Oh, and after Paul Venable took over, he was quoted as having stated that he was "here to save the Constitution" for us Idahoans. Of course, that gives rise to the question of who will save the Constitution from Paul Venable. But, something you might not know is that there is a very specific Mormon prophecy (or "revelation," as Mormons like to call them) in which it is predicted that America's constitution will be saved by a particular religion. Guess which religion it is that Mormons believe is to be involved? Guess who sent us Paul Venable from Ohio in the first place?
Mormons do constitute pretty fundamentalist Christian thinking, you know, but I do not know how deeply Mormonism has penetrated the Constitution Party in states other than Nevada and Idaho (and, presumably, Utah, of course). I mention this and the Mormon element to the Idaho coup of 2006 merely to support my thesis that the Constitution Party is bent upon establishing a form of state religion, in fact, if not in actual name. There is, of course, a party platform plank that holds that "there shall be no religious test to hold political office," but that seems to me to be mere window dressing.

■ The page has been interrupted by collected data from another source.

//! Mock implementations for testing.
//!
//! Provides a mock transport and auth provider for unit testing without
//! making real API calls.

use async_trait::async_trait;
use std::collections::{HashMap, VecDeque};
use std::sync::{Mutex, MutexGuard, PoisonError};

use crate::auth::AuthProvider;
use crate::errors::XtremeError;
use crate::transport::{HttpMethod, HttpRequest, HttpResponse, HttpTransport, TransportError};

/// Mock HTTP transport for testing.
///
/// Non-2xx mock responses are reported as [`TransportError::Status`], the
/// same way the reqwest transport reports them.
pub struct MockTransport {
    outcomes: Mutex<VecDeque<MockOutcome>>,
    requests: Mutex<Vec<RecordedRequest>>,
    default_response: Mutex<Option<MockResponse>>,
}

enum MockOutcome {
    Response(MockResponse),
    Failure(TransportError),
}

/// A recorded request.
#[derive(Debug, Clone)]
pub struct RecordedRequest {
    /// HTTP method.
    pub method: HttpMethod,
    /// Request path.
    pub path: String,
    /// Encoded query string.
    pub query: Option<String>,
    /// Request body.
    pub body: Option<Vec<u8>>,
    /// Request headers.
    pub headers: HashMap<String, String>,
}

impl RecordedRequest {
    /// Returns the path with the query string appended, if any.
    pub fn path_and_query(&self) -> String {
        match &self.query {
            Some(query) => format!("{}?{}", self.path, query),
            None => self.path.clone(),
        }
    }

    /// Parses the body as JSON.
    pub fn body_json(&self) -> Option<serde_json::Value> {
        self.body
            .as_deref()
            .and_then(|body| serde_json::from_slice(body).ok())
    }
}

/// A mock response.
#[derive(Debug, Clone)]
pub struct MockResponse {
    /// HTTP status code.
    pub status: u16,
    /// Response headers.
    pub headers: HashMap<String, String>,
    /// Response body.
    pub body: Vec<u8>,
}

impl MockResponse {
    /// Creates a successful JSON response.
    pub fn json<T: serde::Serialize>(value: &T) -> Self {
        let body = serde_json::to_vec(value).unwrap_or_default();
        let mut headers = HashMap::new();
        headers.insert("content-type".to_string(), "application/json".to_string());

        Self {
            status: 200,
            headers,
            body,
        }
    }

    /// Creates a response with the given status and raw body.
    pub fn raw(status: u16, body: impl Into<Vec<u8>>) -> Self {
        Self {
            status,
            headers: HashMap::new(),
            body: body.into(),
        }
    }

    /// Creates an empty response with the given status.
    pub fn empty(status: u16) -> Self {
        Self::raw(status, Vec::new())
    }

    /// Adds a header.
    pub fn with_header(mut self, name: &str, value: &str) -> Self {
        self.headers.insert(name.to_string(), value.to_string());
        self
    }
}

fn lock<T>(mutex: &Mutex<T>) -> MutexGuard<'_, T> {
    mutex.lock().unwrap_or_else(PoisonError::into_inner)
}

impl MockTransport {
    /// Creates a new mock transport.
    pub fn new() -> Self {
        Self {
            outcomes: Mutex::new(VecDeque::new()),
            requests: Mutex::new(Vec::new()),
            default_response: Mutex::new(None),
        }
    }

    /// Queues a response.
    pub fn queue(&self, response: MockResponse) {
        lock(&self.outcomes).push_back(MockOutcome::Response(response));
    }

    /// Queues a JSON response.
    pub fn queue_json<T: serde::Serialize>(&self, value: &T) {
        self.queue(MockResponse::json(value));
    }

    /// Queues a transport-level failure.
    pub fn queue_failure(&self, error: TransportError) {
        lock(&self.outcomes).push_back(MockOutcome::Failure(error));
    }

    /// Sets the response used once the queue is empty.
    pub fn set_default(&self, response: MockResponse) {
        *lock(&self.default_response) = Some(response);
    }

    /// Gets all recorded requests.
    pub fn requests(&self) -> Vec<RecordedRequest> {
        lock(&self.requests).clone()
    }

    /// Gets the last recorded request.
    pub fn last_request(&self) -> Option<RecordedRequest> {
        lock(&self.requests).last().cloned()
    }

    /// Clears recorded requests.
    pub fn clear_requests(&self) {
        lock(&self.requests).clear();
    }

    /// Returns the number of requests made.
    pub fn request_count(&self) -> usize {
        lock(&self.requests).len()
    }

    fn next_outcome(&self) -> MockOutcome {
        if let Some(outcome) = lock(&self.outcomes).pop_front() {
            return outcome;
        }
        let response = lock(&self.default_response)
            .clone()
            .unwrap_or_else(|| MockResponse::raw(500, "No mock response configured"));
        MockOutcome::Response(response)
    }
}

impl Default for MockTransport {
    fn default() -> Self {
        Self::new()
    }
}

#[async_trait]
impl HttpTransport for MockTransport {
    async fn send(&self, request: HttpRequest) -> Result<HttpResponse, TransportError> {
        lock(&self.requests).push(RecordedRequest {
            method: request.method,
            path: request.path,
            query: request.query,
            body: request.body,
            headers: request.headers,
        });

        match self.next_outcome() {
            MockOutcome::Response(response) => HttpResponse {
                status: response.status,
                headers: response.headers,
                body: response.body,
            }
            .error_for_status(),
            MockOutcome::Failure(error) => Err(error),
        }
    }
}

impl std::fmt::Debug for MockTransport {
    fn fmt(&self, f: &mut std::fmt::Formatter<'_>) -> std::fmt::Result {
        f.debug_struct("MockTransport")
            .field("request_count", &self.request_count())
            .finish()
    }
}

/// Mock auth provider for testing.
pub struct MockAuth {
    token: String,
}

impl MockAuth {
    /// Creates a new mock auth provider.
    pub fn new(token: impl Into<String>) -> Self {
        Self {
            token: token.into(),
        }
    }
}

impl Default for MockAuth {
    fn default() -> Self {
        Self::new("mock_session_token")
    }
}

#[async_trait]
impl AuthProvider for MockAuth {
    fn apply_auth(&self, headers: &mut HashMap<String, String>) {
        headers.insert("Authorization".to_string(), format!("Bearer {}", self.token));
    }

    fn scheme(&self) -> &str {
        "Bearer"
    }

    fn validate(&self) -> Result<(), XtremeError> {
        Ok(())
    }
}

impl std::fmt::Debug for MockAuth {
    fn fmt(&self, f: &mut std::fmt::Formatter<'_>) -> std::fmt::Result {
        f.debug_struct("MockAuth").finish()
    }
}

/// Test fixtures for common response payloads.
pub mod fixtures {
    use serde_json::{json, Value};

    /// An assignment record.
    pub fn assignment(id: u64, dataset_id: u64, data_id: u64, user_id: u64) -> Value {
        json!({
            "id": id,
            "datasetId": dataset_id,
            "dataId": data_id,
            "userId": user_id,
            "status": "ASSIGNED"
        })
    }

    /// A single page of assignments for one user.
    pub fn assignment_page(dataset_id: u64, user_id: u64, data_ids: &[u64]) -> Value {
        let list: Vec<Value> = data_ids
            .iter()
            .enumerate()
            .map(|(i, data_id)| assignment(i as u64 + 1, dataset_id, *data_id, user_id))
            .collect();

        json!({
            "pageNo": 1,
            "pageSize": 10,
            "total": list.len(),
            "list": list
        })
    }
}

Now, fact is that I happen to be Christian enough for the Constitution Party, though I'm not sure I'm proud of the implications of that fact. And how ironic that I happen to subscribe to the very flavor of Pro-Life belief that seems to have propelled the current band of miscreants into the leadership of the Idaho Constitution Party, so I guess I'll pass muster on that test, too. But ... here's where I fall down, of course: I vocally am anti-affirmative action and all of its correlates.

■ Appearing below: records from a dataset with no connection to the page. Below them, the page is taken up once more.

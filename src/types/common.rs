//! Common types shared across the Xtreme API.

use serde::{Deserialize, Serialize};

/// One page of a paginated listing.
///
/// Missing fields fall back to their defaults so partial payloads still
/// decode.
#[derive(Debug, Clone, PartialEq, Deserialize, Serialize)]
#[serde(rename_all = "camelCase")]
pub struct Page<T> {
    /// 1-based page number.
    #[serde(default)]
    pub page_no: u64,

    /// Page size requested.
    #[serde(default)]
    pub page_size: u64,

    /// Total number of items across all pages.
    #[serde(default)]
    pub total: u64,

    /// Items on this page.
    #[serde(default = "Vec::new")]
    pub list: Vec<T>,
}

impl<T> Page<T> {
    /// Returns the number of items on this page.
    pub fn len(&self) -> usize {
        self.list.len()
    }

    /// Returns true if this page holds no items.
    pub fn is_empty(&self) -> bool {
        self.list.is_empty()
    }

    /// Returns true if more items exist after this page.
    ///
    /// Without a page number and size only the items on this page are
    /// counted against `total`.
    pub fn has_more(&self) -> bool {
        if self.page_no == 0 || self.page_size == 0 {
            return (self.list.len() as u64) < self.total;
        }
        self.page_no.saturating_mul(self.page_size) < self.total
    }
}

#[cfg(test)]
mod tests {
    use super::*;

    #[test]
    fn test_page_decodes_partial_payload() {
        let page: Page<u64> = serde_json::from_str(r#"{"total":3,"list":[1,2]}"#).unwrap();
        assert_eq!(page.total, 3);
        assert_eq!(page.len(), 2);
        assert_eq!(page.page_no, 0);
    }

    #[test]
    fn test_page_has_more() {
        let page: Page<u64> =
            serde_json::from_str(r#"{"pageNo":1,"pageSize":2,"total":3,"list":[1,2]}"#).unwrap();
        assert!(page.has_more());

        let last: Page<u64> =
            serde_json::from_str(r#"{"pageNo":2,"pageSize":2,"total":3,"list":[3]}"#).unwrap();
        assert!(!last.has_more());
    }

    #[test]
    fn test_partial_page_has_more_counts_items() {
        let complete: Page<u64> = serde_json::from_str(r#"{"total":2,"list":[1,2]}"#).unwrap();
        assert!(!complete.has_more());

        let partial: Page<u64> = serde_json::from_str(r#"{"total":3,"list":[1,2]}"#).unwrap();
        assert!(partial.has_more());

        let empty: Page<u64> = serde_json::from_str("{}").unwrap();
        assert!(!empty.has_more());
    }
}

What if Nobody Came to Your Party?
You have to wonder how hardly anybody manages to pass muster with the Constitution Party. Well, here's your answer: hardly anybody does. Witness my experience with them just recently. Think you would pass muster with them?
That, of course, is why the Constitution Party has practically no membership anywhere except in that chapter in California that doesn't even carry its name, yet which it claims only because otherwise the Constitution Party would not be the third-, fourth- or, even, fifth-largest political party in America.
Sigh. So, why do I care, if the Constitution Party really is so inbred, self-defeating and, in a word, seemingly doomed? I'm not sure I do, but I surely do like the published party platform and the general philosophy therein espoused, if not the manner in which it is practiced by those currently in charge of the Constitution Party, both in Idaho and at the national level. Kind of like what I might say about America and her constitution, of course. In fact, just like that.
New America - an idea whose time has come ... or, maybe it should be "the New Constitution Party - an idea whose time has come."